(Supplied material)
//! Duration text as understood by the headscale CLI (`100ms`, `30s`, `5m`, `24h`)

use std::time::Duration;

/// Parse a non-negative integer with an optional unit; a bare number is seconds.
pub fn parse_duration(s: &str) -> Result<Duration, String> {
    let s = s.trim();
    let split = s.find(|c: char| !c.is_ascii_digit()).unwrap_or(s.len());
    let (digits, unit) = s.split_at(split);
    if digits.is_empty() {
        return Err(format!("duration {:?} does not start with a number", s));
    }

    let value: u64 = digits
        .parse()
        .map_err(|e| format!("duration {:?}: {}", s, e))?;
    let unit_millis = match unit {
        "ms" => 1,
        "" | "s" => 1_000,
        "m" => 60_000,
        "h" => 3_600_000,
        other => return Err(format!("duration {:?} has unknown unit {:?}", s, other)),
    };

    value
        .checked_mul(unit_millis)
        .map(Duration::from_millis)
        .ok_or_else(|| format!("duration {:?} overflows", s))
}

/// Format duration using the largest unit that divides it evenly.
///
/// Hours are the largest unit since the CLI does not accept days.
pub fn format_duration(duration: &Duration) -> String {
    let millis = duration.as_millis() as u64;

    if millis == 0 {
        return "0s".to_string();
    }

    if millis.is_multiple_of(60 * 60 * 1000) {
        format!("{}h", millis / (60 * 60 * 1000))
    } else if millis.is_multiple_of(60 * 1000) {
        format!("{}m", millis / (60 * 1000))
    } else if millis.is_multiple_of(1000) {
        format!("{}s", millis / 1000)
    } else {
        format!("{}ms", millis)
    }
}

/// Seconds with millisecond precision, as accepted by `sleep(1)`.
pub fn format_sleep_seconds(duration: &Duration) -> String {
    if duration.subsec_millis() == 0 {
        duration.as_secs().to_string()
    } else {
        format!("{}.{:03}", duration.as_secs(), duration.subsec_millis())
    }
}

#[cfg(test)]
mod tests {
    use super::*;

    #[test]
    fn test_parse_units() {
        assert_eq!(parse_duration("100ms").unwrap(), Duration::from_millis(100));
        assert_eq!(parse_duration("30s").unwrap(), Duration::from_secs(30));
        assert_eq!(parse_duration("5m").unwrap(), Duration::from_secs(300));
        assert_eq!(parse_duration("24h").unwrap(), Duration::from_secs(86_400));
        assert_eq!(parse_duration("3").unwrap(), Duration::from_secs(3));
    }

    #[test]
    fn test_parse_rejects_garbage() {
        assert!(parse_duration("").is_err());
        assert!(parse_duration("  ").is_err());
        assert!(parse_duration("-5s").is_err());
        assert!(parse_duration("5 s").is_err());
        assert!(parse_duration("h").is_err());
        assert!(parse_duration("1d").is_err());
        assert!(parse_duration("99999999999999999h").is_err());
    }

    #[test]
    fn test_format_prefers_largest_unit() {
        assert_eq!(format_duration(&Duration::from_secs(86_400)), "24h");
        assert_eq!(format_duration(&Duration::from_secs(90)), "90s");
        assert_eq!(format_duration(&Duration::from_secs(120)), "2m");
        assert_eq!(format_duration(&Duration::from_millis(1500)), "1500ms");
        assert_eq!(format_duration(&Duration::ZERO), "0s");
    }

    #[test]
    fn test_sleep_seconds() {
        assert_eq!(format_sleep_seconds(&Duration::from_secs(3)), "3");
        assert_eq!(format_sleep_seconds(&Duration::from_millis(2500)), "2.500");
        assert_eq!(format_sleep_seconds(&Duration::from_millis(50)), "0.050");
    }
}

(What you need to do)
Take every line above carrying "with" and return it.

(Answer space)
/// Parse a non-negative integer with an optional unit; a bare number is seconds.
        return Err(format!("duration {:?} does not start with a number", s));
/// Seconds with millisecond precision, as accepted by `sleep(1)`.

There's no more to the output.